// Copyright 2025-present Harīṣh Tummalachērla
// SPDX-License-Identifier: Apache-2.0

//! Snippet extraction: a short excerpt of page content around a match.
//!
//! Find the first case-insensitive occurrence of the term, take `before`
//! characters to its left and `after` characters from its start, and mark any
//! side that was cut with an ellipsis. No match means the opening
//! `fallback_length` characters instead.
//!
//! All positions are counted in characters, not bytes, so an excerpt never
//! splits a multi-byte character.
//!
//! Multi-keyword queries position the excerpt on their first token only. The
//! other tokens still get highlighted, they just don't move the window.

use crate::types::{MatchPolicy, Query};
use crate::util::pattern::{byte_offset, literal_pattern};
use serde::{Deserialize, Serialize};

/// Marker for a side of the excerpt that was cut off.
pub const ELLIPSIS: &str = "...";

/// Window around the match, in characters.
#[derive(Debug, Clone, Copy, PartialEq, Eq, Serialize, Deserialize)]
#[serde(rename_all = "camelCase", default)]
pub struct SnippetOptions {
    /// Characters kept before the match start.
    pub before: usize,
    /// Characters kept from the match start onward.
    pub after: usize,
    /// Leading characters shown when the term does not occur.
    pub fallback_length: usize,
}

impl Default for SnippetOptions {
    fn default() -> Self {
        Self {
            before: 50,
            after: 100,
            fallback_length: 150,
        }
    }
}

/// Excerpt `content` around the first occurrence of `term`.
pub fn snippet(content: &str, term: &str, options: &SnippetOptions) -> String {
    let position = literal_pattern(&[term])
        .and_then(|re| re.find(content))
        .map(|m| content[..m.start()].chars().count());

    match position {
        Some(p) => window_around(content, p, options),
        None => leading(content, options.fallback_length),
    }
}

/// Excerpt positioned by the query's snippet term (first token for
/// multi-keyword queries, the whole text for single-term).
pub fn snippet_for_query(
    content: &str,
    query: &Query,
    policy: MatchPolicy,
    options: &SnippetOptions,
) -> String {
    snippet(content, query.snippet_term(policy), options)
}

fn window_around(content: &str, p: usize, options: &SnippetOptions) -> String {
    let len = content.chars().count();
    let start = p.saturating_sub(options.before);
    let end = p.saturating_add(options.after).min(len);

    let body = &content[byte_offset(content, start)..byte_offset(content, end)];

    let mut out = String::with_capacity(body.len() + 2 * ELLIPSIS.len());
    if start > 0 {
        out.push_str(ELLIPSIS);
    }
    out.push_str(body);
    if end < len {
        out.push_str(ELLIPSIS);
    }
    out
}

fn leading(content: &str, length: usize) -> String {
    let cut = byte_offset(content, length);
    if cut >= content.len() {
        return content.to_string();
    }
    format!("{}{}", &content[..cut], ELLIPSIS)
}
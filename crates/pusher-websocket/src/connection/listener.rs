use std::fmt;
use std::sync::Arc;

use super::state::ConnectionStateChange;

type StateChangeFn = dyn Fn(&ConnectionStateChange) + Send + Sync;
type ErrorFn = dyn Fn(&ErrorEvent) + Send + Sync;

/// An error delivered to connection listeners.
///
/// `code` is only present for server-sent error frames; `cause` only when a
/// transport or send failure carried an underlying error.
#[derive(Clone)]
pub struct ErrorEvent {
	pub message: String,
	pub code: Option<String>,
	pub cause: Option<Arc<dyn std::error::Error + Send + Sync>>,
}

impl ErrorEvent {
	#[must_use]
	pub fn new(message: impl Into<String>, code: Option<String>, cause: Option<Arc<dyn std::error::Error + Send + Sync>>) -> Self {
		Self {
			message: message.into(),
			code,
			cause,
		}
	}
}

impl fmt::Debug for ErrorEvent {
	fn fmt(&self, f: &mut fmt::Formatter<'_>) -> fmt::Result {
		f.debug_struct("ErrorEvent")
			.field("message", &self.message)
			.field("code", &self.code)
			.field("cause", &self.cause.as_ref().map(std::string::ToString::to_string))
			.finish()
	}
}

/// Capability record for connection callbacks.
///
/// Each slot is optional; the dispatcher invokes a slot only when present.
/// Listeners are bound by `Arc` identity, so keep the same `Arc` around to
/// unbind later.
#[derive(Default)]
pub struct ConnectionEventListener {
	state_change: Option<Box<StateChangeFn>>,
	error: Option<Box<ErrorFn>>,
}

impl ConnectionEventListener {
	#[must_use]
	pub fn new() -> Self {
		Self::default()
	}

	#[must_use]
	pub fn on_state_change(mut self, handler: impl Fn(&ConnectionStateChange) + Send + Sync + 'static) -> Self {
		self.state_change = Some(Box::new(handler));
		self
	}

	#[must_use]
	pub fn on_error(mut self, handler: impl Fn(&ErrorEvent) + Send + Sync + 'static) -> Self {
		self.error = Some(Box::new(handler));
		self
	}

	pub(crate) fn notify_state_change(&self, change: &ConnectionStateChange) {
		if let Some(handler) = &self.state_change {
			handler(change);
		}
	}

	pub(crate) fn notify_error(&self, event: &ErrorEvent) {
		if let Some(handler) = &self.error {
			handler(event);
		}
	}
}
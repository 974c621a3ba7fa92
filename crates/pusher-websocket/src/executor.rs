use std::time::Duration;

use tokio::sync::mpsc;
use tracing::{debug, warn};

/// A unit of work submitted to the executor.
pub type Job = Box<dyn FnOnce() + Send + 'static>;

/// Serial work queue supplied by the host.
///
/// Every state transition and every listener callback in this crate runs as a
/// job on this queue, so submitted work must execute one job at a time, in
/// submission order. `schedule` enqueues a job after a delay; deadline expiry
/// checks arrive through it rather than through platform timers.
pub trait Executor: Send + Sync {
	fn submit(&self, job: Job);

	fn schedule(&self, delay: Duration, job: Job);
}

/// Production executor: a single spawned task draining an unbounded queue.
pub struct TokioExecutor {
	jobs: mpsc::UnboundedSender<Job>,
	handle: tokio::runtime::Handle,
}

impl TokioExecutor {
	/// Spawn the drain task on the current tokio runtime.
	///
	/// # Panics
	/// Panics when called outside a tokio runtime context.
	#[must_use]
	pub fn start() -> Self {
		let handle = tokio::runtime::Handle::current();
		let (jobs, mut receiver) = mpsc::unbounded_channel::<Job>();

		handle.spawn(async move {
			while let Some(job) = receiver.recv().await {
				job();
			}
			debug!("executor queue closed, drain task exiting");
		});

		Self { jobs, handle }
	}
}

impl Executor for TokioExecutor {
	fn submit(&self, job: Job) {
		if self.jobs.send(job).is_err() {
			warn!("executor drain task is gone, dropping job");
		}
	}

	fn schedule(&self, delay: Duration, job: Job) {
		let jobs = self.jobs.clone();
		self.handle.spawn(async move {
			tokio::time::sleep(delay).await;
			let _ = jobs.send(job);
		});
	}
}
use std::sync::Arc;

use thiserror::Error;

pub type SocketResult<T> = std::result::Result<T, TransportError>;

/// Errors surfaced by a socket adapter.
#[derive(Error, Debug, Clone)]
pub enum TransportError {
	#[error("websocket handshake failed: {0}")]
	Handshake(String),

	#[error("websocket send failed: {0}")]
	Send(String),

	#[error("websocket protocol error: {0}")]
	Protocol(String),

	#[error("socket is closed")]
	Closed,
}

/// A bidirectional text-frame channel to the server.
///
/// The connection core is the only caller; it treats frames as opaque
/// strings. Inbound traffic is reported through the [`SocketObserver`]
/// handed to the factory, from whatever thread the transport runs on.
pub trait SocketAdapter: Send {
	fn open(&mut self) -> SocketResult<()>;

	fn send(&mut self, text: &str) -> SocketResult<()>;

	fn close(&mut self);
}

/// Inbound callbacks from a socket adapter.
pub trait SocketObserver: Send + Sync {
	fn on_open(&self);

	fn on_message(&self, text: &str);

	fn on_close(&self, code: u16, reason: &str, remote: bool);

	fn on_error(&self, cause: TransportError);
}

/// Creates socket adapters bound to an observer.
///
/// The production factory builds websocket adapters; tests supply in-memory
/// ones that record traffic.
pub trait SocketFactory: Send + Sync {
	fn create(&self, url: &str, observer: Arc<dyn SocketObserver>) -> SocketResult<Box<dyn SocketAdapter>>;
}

Task brief >>
The required output is the set of lines from the first line of the data through the line that contains "token only. The", transcribed exactly.

Exercise answer >>
// Copyright 2025-present Harīṣh Tummalachērla
// SPDX-License-Identifier: Apache-2.0

//! Snippet extraction: a short excerpt of page content around a match.
//!
//! Find the first case-insensitive occurrence of the term, take `before`
//! characters to its left and `after` characters from its start, and mark any
//! side that was cut with an ellipsis. No match means the opening
//! `fallback_length` characters instead.
//!
//! All positions are counted in characters, not bytes, so an excerpt never
//! splits a multi-byte character.
//!
//! Multi-keyword queries position the excerpt on their first token only. The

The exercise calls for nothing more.